»Schreckens Män­ner« – Re­vi­si­on ei­ner Lek­tü­re

Hans Magnus Enzensberger: Schreckens Männer - Versuch über den radikalen Verlierer

Hans Ma­gnus En­zens­ber­ger: Schreckens Män­ner – Ver­such über den ra­di­ka­len Ver­lie­rer

2006 er­schien in ei­nem »Son­der­druck« der edi­ti­on suhr­kamp Hans Ma­gnus En­zens­ber­gers kur­zer Es­say Schreckens Män­ner – Ver­such über den ra­di­ka­len Ver­lie­rer.

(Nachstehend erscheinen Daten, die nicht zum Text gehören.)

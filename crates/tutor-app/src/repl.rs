//! Interactive command-line chat loop.

use std::io::{BufRead, Write};
use std::path::Path;

use tracing::warn;
use tutor_ai::{SessionConfig, Speaker, SubmitOutcome};
use tutor_common::TutorError;

use crate::shell::Shell;

pub const FAREWELL: &str = "Great session! Keep practicing, and see you next time!";

const EXIT_TOKENS: [&str; 3] = ["quit", "exit", "bye"];

/// Options for one run of the loop.
pub struct LoopOptions<'a> {
    pub config: SessionConfig,
    pub export_path: &'a Path,
    pub prompt_save: bool,
    /// Re-render the whole transcript after each round instead of only the reply.
    pub full_transcript: bool,
}

/// What the user typed.
#[derive(Debug, PartialEq, Eq)]
enum Command<'a> {
    Exit,
    Skip,
    Reset,
    History,
    Message(&'a str),
}

fn parse_command(line: &str) -> Command<'_> {
    let line = line.trim();
    if line.is_empty() {
        return Command::Skip;
    }
    if EXIT_TOKENS.iter().any(|t| line.eq_ignore_ascii_case(t)) {
        return Command::Exit;
    }
    match line {
        "/reset" => Command::Reset,
        "/history" => Command::History,
        _ => Command::Message(line),
    }
}

/// Run the chat until an exit token or end of input, then offer to save.
///
/// A configuration error while starting the session aborts the loop.
pub async fn run<R: BufRead, W: Write>(
    shell: &mut Shell,
    opts: LoopOptions<'_>,
    input: &mut R,
    output: &mut W,
) -> Result<(), TutorError> {
    write_banner(output, &opts.config)?;

    let greeting = shell.start(opts.config.clone()).await?;
    write!(output, "\n{}", shell.render_block(Speaker::Assistant, greeting.text()))?;

    let mut line = String::new();
    loop {
        write!(output, "You: ")?;
        output.flush()?;

        line.clear();
        if input.read_line(&mut line)? == 0 {
            writeln!(output)?;
            break;
        }

        match parse_command(&line) {
            Command::Skip => continue,
            Command::Exit => break,
            Command::Reset => {
                shell.reset();
                let greeting = shell.start(opts.config.clone()).await?;
                writeln!(output, "\nSession reset.")?;
                write!(output, "\n{}", shell.render_block(Speaker::Assistant, greeting.text()))?;
            }
            Command::History => {
                write!(output, "\n{}", shell.render())?;
            }
            Command::Message(message) => {
                if let Some(reply) = shell.send(message).await {
                    write_round(shell, &reply, opts.full_transcript, output)?;
                }
            }
        }
    }

    write!(output, "\n{}", shell.render_block(Speaker::Assistant, FAREWELL))?;

    if opts.prompt_save {
        offer_save(shell, opts.export_path, input, output)?;
    }
    Ok(())
}

/// Show the outcome of one round. Failed replies are not part of the
/// transcript, so in full mode they are appended after it.
fn write_round<W: Write>(
    shell: &Shell,
    reply: &SubmitOutcome,
    full_transcript: bool,
    output: &mut W,
) -> std::io::Result<()> {
    let reply_block = shell.render_block(Speaker::Assistant, reply.text());
    if !full_transcript {
        return write!(output, "\n{reply_block}");
    }
    write!(output, "\n{}", shell.render())?;
    if reply.is_error() {
        write!(output, "{reply_block}")?;
    }
    Ok(())
}

fn write_banner<W: Write>(output: &mut W, config: &SessionConfig) -> std::io::Result<()> {
    let rule = "=".repeat(60);
    writeln!(output, "{rule}")?;
    writeln!(
        output,
        "Personal Learning Tutor - Powered by {} ({})",
        config.backend.label(),
        config.effective_model()
    )?;
    writeln!(output, "{rule}")?;
    writeln!(output, "\nType 'quit' or 'exit' to end the session.")?;
    writeln!(output, "'/reset' starts over, '/history' shows the conversation.")
}

fn offer_save<R: BufRead, W: Write>(
    shell: &Shell,
    path: &Path,
    input: &mut R,
    output: &mut W,
) -> Result<(), TutorError> {
    let Some(session) = shell.session() else {
        return Ok(());
    };

    write!(output, "Would you like to save this session? (yes/no): ")?;
    output.flush()?;

    let mut answer = String::new();
    input.read_line(&mut answer)?;
    let answer = answer.trim().to_ascii_lowercase();
    if answer != "yes" && answer != "y" {
        return Ok(());
    }

    match session.export(path) {
        Ok(()) => writeln!(output, "Session saved to {}", path.display())?,
        Err(e) => {
            warn!(path = %path.display(), error = %e, "Export failed");
            writeln!(output, "Could not save session to {}: {e}", path.display())?;
        }
    }
    Ok(())
}

#[cfg(test)]
mod tests {
    use std::io::Cursor;

    use async_trait::async_trait;
    use tutor_ai::{AiClient, AiError, AiResponse, Session, Turn};
    use tutor_common::Backend;

    use super::*;

    #[test]
    fn parse_command_recognises_exit_tokens() {
        for token in ["quit", "EXIT", " Bye ", "Quit\n"] {
            assert_eq!(parse_command(token), Command::Exit, "{token:?}");
        }
        assert_eq!(parse_command("quitting"), Command::Message("quitting"));
    }

    #[test]
    fn parse_command_skips_blank_lines() {
        assert_eq!(parse_command(""), Command::Skip);
        assert_eq!(parse_command("  \n"), Command::Skip);
    }

    #[test]
    fn parse_command_slash_commands() {
        assert_eq!(parse_command("/reset\n"), Command::Reset);
        assert_eq!(parse_command("/history"), Command::History);
        assert_eq!(parse_command(" hello "), Command::Message("hello"));
    }

    #[tokio::test]
    async fn missing_credential_aborts_before_reading_input() {
        let mut shell = Shell::new(false);
        let mut input = Cursor::new("hello\n");
        let mut output = Vec::new();
        let path = Path::new("unused.txt");

        let result = run(
            &mut shell,
            LoopOptions {
                config: SessionConfig::new(Backend::Anthropic, "", ""),
                export_path: path,
                prompt_save: true,
                full_transcript: false,
            },
            &mut input,
            &mut output,
        )
        .await;

        assert!(matches!(result, Err(TutorError::Config(_))));
        assert_eq!(input.position(), 0);
    }

    #[test]
    fn banner_names_provider_and_model() {
        let mut output = Vec::new();
        write_banner(&mut output, &SessionConfig::new(Backend::OpenAi, "k", "")).unwrap();
        let text = String::from_utf8(output).unwrap();
        assert!(text.contains("Powered by OpenAI (gpt-4o)"));
    }

    async fn run_script(script: &str, path: &Path, prompt_save: bool) -> (Shell, String) {
        run_in(crate::shell::tests::echo_shell(), script, path, prompt_save, false).await
    }

    async fn run_in(
        mut shell: Shell,
        script: &str,
        path: &Path,
        prompt_save: bool,
        full_transcript: bool,
    ) -> (Shell, String) {
        let mut output = Vec::new();
        run(
            &mut shell,
            LoopOptions {
                config: SessionConfig::new(Backend::Anthropic, "key", ""),
                export_path: path,
                prompt_save,
                full_transcript,
            },
            &mut Cursor::new(script),
            &mut output,
        )
        .await
        .unwrap();
        (shell, String::from_utf8(output).unwrap())
    }

    #[tokio::test]
    async fn loop_relays_messages_until_exit_token() {
        let dir = tempfile::tempdir().unwrap();
        let path = dir.path().join("log.txt");
        let (shell, output) = run_script("hello\n\n   \nBYE\nnever sent\n", &path, false).await;

        assert!(output.contains("Tutor:\necho: Hello! I'm ready to start learning."));
        assert!(output.contains("Tutor:\necho: hello"));
        assert!(output.contains(FAREWELL));
        assert!(!output.contains("never sent"));
        // opening pair + one exchange; blank lines never reach the session
        assert_eq!(shell.session().unwrap().turn_count(), 4);
        assert!(!path.exists());
    }

    #[tokio::test]
    async fn loop_ends_at_end_of_input() {
        let dir = tempfile::tempdir().unwrap();
        let (shell, output) = run_script("one\ntwo", &dir.path().join("x.txt"), false).await;
        assert!(output.contains("echo: two"));
        assert!(output.ends_with(&format!("{FAREWELL}\n\n")));
        assert_eq!(shell.session().unwrap().turn_count(), 6);
    }

    #[tokio::test]
    async fn reset_starts_a_fresh_session() {
        let dir = tempfile::tempdir().unwrap();
        let (shell, output) = run_script("first\n/reset\nquit\n", &dir.path().join("x.txt"), false).await;
        assert!(output.contains("Session reset."));
        let history = shell.session().unwrap().history();
        assert_eq!(history.len(), 2);
        assert!(history.iter().all(|t| t.text() != "first"));
    }

    #[tokio::test]
    async fn history_command_renders_transcript() {
        let dir = tempfile::tempdir().unwrap();
        let (_, output) = run_script("hi\n/history\nexit\n", &dir.path().join("x.txt"), false).await;
        assert!(output.contains("You:\nhi\n\nTutor:\necho: hi\n\n"));
    }

    #[tokio::test]
    async fn loop_saves_when_user_agrees() {
        let dir = tempfile::tempdir().unwrap();
        let path = dir.path().join("session_log.txt");
        let (_, output) = run_script("hi\nquit\nyes\n", &path, true).await;

        assert!(output.contains("Would you like to save this session? (yes/no): "));
        let log = std::fs::read_to_string(&path).unwrap();
        assert!(log.starts_with("Personal Learning Tutor - Session Log\n"));
        assert!(log.contains("You: hi\n\nTutor: echo: hi\n\n"));
    }

    #[tokio::test]
    async fn offer_save_exports_on_yes() {
        let mut shell = Shell::new(false);
        shell.attach(crate::shell::tests::echo_session()).await;
        shell.send("x").await;

        let dir = tempfile::tempdir().unwrap();
        let path = dir.path().join("log.txt");
        let mut output = Vec::new();
        offer_save(&shell, &path, &mut Cursor::new("Y\n"), &mut output).unwrap();

        let log = std::fs::read_to_string(&path).unwrap();
        assert!(log.contains("You: x\n\nTutor: echo: x\n\n"));
        assert!(String::from_utf8(output).unwrap().contains("Session saved to"));
    }

    #[tokio::test]
    async fn offer_save_declines_on_no() {
        let mut shell = Shell::new(false);
        shell.attach(crate::shell::tests::echo_session()).await;

        let dir = tempfile::tempdir().unwrap();
        let path = dir.path().join("log.txt");
        offer_save(&shell, &path, &mut Cursor::new("no\n"), &mut Vec::new()).unwrap();

        assert!(!path.exists());
    }

    struct Unreachable;

    #[async_trait]
    impl AiClient for Unreachable {
        async fn send_turn(&self, _: &str, _: &[Turn]) -> Result<AiResponse, AiError> {
            Err(AiError::NetworkError("connection refused".into()))
        }
    }

    #[tokio::test]
    async fn full_transcript_mode_rerenders_every_round() {
        let dir = tempfile::tempdir().unwrap();
        let (_, output) = run_in(
            crate::shell::tests::echo_shell(),
            "one\ntwo\nquit\n",
            &dir.path().join("x.txt"),
            false,
            true,
        )
        .await;

        assert_eq!(output.matches("You:\none\n\n").count(), 2);
        assert!(output.contains("You:\none\n\nTutor:\necho: one\n\nYou:\ntwo\n\nTutor:\necho: two\n\n"));
    }

    #[tokio::test]
    async fn full_transcript_mode_still_shows_failed_reply() {
        let shell = Shell::with_factory(
            false,
            Box::new(|config: SessionConfig| Session::with_client(config, Box::new(Unreachable))),
        );
        let dir = tempfile::tempdir().unwrap();
        let (shell, output) = run_in(shell, "hi\nquit\n", &dir.path().join("x.txt"), false, true).await;

        assert!(output.contains("You:\nhi\n\nTutor:\nSorry, I encountered an error: Network error: connection refused\n\n"));
        // opening message and "hi", neither answered
        assert_eq!(shell.session().unwrap().turn_count(), 2);
    }
}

Mei­ne Be­spre­chung da­mals war eher ab­leh­nend. Zu holz­schnitt­ar­tig schien HME zu ar­gu­men­tie­ren, zu kon­stru­iert die Par­al­lel­füh­rung zwi­schen den »Ver­lie­rern« der ara­bi­schen Welt mit der Macht­über­nah­me durch Hit­ler. Die is­la­mi­sche Welt und das Phä­no­men des Is­la­mis­mus wur­de et­was sim­pel auf »Ara­ber« re­du­ziert, so als ha­be es die »Is­la­mi­sche Re­vo­lu­ti­on« im Iran mit all ih­ren Schreckens­aus­wüch­sen nicht ge­ge­ben.

Die­se Kri­tik­punk­te blei­ben. Aber den­noch muss ich heu­te Ab­bit­te lei­sten. Liest man das Buch noch ein­mal – mit dem Wis­sen um all die aus­ge­las­se­nen Chan­cen, den geo­po­li­ti­schen Kon­flikt um Pa­lä­sti­na im Na­hen Osten zu lö­sen und un­ter der Be­rück­sich­ti­gung der ul­ti­ma­ti­ven »Schreckens Män­ner« des so­ge­nann­ten »Is­la­mi­schen Staats« – so er­kennt man, dass En­zens­ber­ger ei­ne Ent­wick­lung vor­weg nahm. (Her­vor­he­bun­gen in den fol­gen­den Zi­ta­ten sind von mir.)

»Der ra­di­ka­le Ver­lie­rer«, so En­zens­ber­ger, »son­dert sich ab, wird un­sicht­bar, hü­tet sein Phan­tas­ma, sam­melt sei­ne En­er­gie und war­tet auf sei­ne Stun­de.« Er ist ein Schlä­fer. Die »ein­zi­ge Lö­sung sei­nes Pro­blems, die er sich vor­stel­len kann: die Stei­ge­rung des Übels, un­ter dem er lei­det.« Manch­mal ge­nügt nur ei­ne Klei­nig­keit, um ihn zur Ex­plo­si­on zu brin­gen. Ein fal­scher Blick oder ein Witz wer­den zum »ideo­lo­gi­schen Zün­der«. Je­de Äu­ße­rung kann so­fort zur »Be­lei­di­gung« in­ter­pre­tiert wer­den (im An­ge­sicht der Iden­ti­täts­po­li­tik lin­ker Krei­se nennt man dies dann Dis­kri­mi­nie­rung; das kann­te En­zens­ber­ger noch nicht). Und: »Je­des Ver­lie­rer­kol­lek­tiv neigt zu Er­re­gungs­zu­stän­den, die sich po­li­tisch aus­beu­ten las­sen.«

Ir­gend­wann dann »steigt [der ra­di­ka­le Ver­lie­rer] auf ei­nen Turm und zielt auf al­les, was sich vor dem Su­per­markt be­wegt, nicht ob­wohl, son­dern weil das Mas­sa­ker sein ei­ge­nes En­de be­schleu­ni­gen wird.« Da­bei ist ihm sein Sta­tus klar; ge­ra­de hier­in, so die The­se, liegt nach­her der sui­zi­da­le Ef­fekt sei­nes Han­delns. Dies trifft auf Amok­läu­fer ge­nau so zu wie auf die Mör­der-Bri­ga­den der Ha­mas vom 7. Ok­to­ber 2023.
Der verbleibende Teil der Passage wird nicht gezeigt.